1. Ventilator Auto-Triggering and Brain Death
Tammy Kundinger RRT
UWHC Respiratory Therapy Supervisor
Paula Breihan RRT

2. Objectives Identify how impaired brainstem function alters
respiratory drive
Identify causes of auto triggering with mechanical ventilators
Understand recommendations to eliminate auto- triggering

3. Uniform Determination of Death Act (UDDA)
The act reads as follows: “An individual who has sustained either 1) Irreversible cessation of circulatory and respiratory functions, or 2) Irreversible cessation of all functions of the entire brain, including the brain stem, is dead.”

4. Brain Stem Function
*It serves as a connector between the brain and other organs of our body.
*It’s made up of three parts: midbrain, medulla oblongata and pons.
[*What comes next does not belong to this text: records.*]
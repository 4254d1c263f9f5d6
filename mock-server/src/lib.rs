use std::collections::BTreeMap;

use axum::{
    extract::Path,
    http::{HeaderMap, HeaderName, HeaderValue, Method, StatusCode},
    response::IntoResponse,
    routing::{any, get},
    Json, Router,
};
use serde::{Deserialize, Serialize};
use tokio::net::TcpListener;
use tracing::debug;

/// What `/echo` reports back about the request it received.
#[derive(Clone, Debug, Serialize, Deserialize)]
pub struct Echo {
    pub method: String,
    pub headers: BTreeMap<String, String>,
    pub body: String,
}

pub fn app() -> Router {
    Router::new()
        .route("/echo", any(echo))
        .route("/status/{code}", any(status))
        .route("/headers", get(custom_headers))
}

pub async fn run(listener: TcpListener) -> Result<(), std::io::Error> {
    axum::serve(listener, app()).await
}

async fn echo(method: Method, headers: HeaderMap, body: String) -> Json<Echo> {
    debug!(%method, "echo");
    let headers = headers
        .iter()
        .map(|(name, value)| {
            (
                name.as_str().to_string(),
                value.to_str().unwrap_or_default().to_string(),
            )
        })
        .collect();
    Json(Echo {
        method: method.to_string(),
        headers,
        body,
    })
}

async fn status(Path(code): Path<u16>) -> Result<(StatusCode, String), StatusCode> {
    let status = StatusCode::from_u16(code).map_err(|_| StatusCode::BAD_REQUEST)?;
    Ok((status, format!("status {code}")))
}

async fn custom_headers() -> impl IntoResponse {
    let mut headers = HeaderMap::new();
    headers.insert(HeaderName::from_static("x-mock"), HeaderValue::from_static("yes"));
    headers.insert(
        HeaderName::from_static("x-request-id"),
        HeaderValue::from_static("42"),
    );
    (headers, "headers")
}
5. Midbrain: Controls the Visual and Auditory Systems
The movement of eye muscles
The movement of voluntary muscles
The respiratory muscles
It also…
Regulates autonomic functions and awareness
Regulates body temperature

6. Medulla Oblongata: Performs the Following Functions
Respiratory Center
Controls the movement of respiratory muscles
Regulates the rate of respiration
Vasomotor Center
Regulates blood pressure
Reflex Center
Regulates reflex actions like sneezing, coughing, swallowing, etc

7. Pons: Controls Automonic Functions
Regulates sleep patterns
Controls arousal functions like waking up or being alert

8. American Academy of Neurology (AAN) Clinical Guideline for Determining Brain Death in Adults
Establish irreversible and proximate cause of coma
Achieve normal core temperature
Achieve normal systolic blood pressure (> 100 mmHg)
Perform one neurologic exam
*Usually several hours after brain insult
*Some state statutes require 2 examinations

9. Determination of Brain Death
These three parameters are necessary to confirm irreversible functions of the brain:
Coma
Absence of brainstem reflexes
Apnea

10. Neurologic Assessment
Coma: Patients must lack all evidence of
responsiveness
Absence of brainstem reflexes:
No pupillary response
No ocular movements
No corneal reflex
No facial muscle movements
No pharyngeal and tracheal reflexes

11. Neurologic Assessment Apnea Testing
Positive Apnea Test
Respiratory movements are absent
Arterial PCO2 is > 60 mmHg (or 20 mmHg increase in arterial PCO2 over baseline)
Inconclusive Apnea Test
No appropriate rise in PCO2 over the baseline
If the patient is hemodynamically stable during the procedure the test may be repeated for a longer period of time (10-15 minutes)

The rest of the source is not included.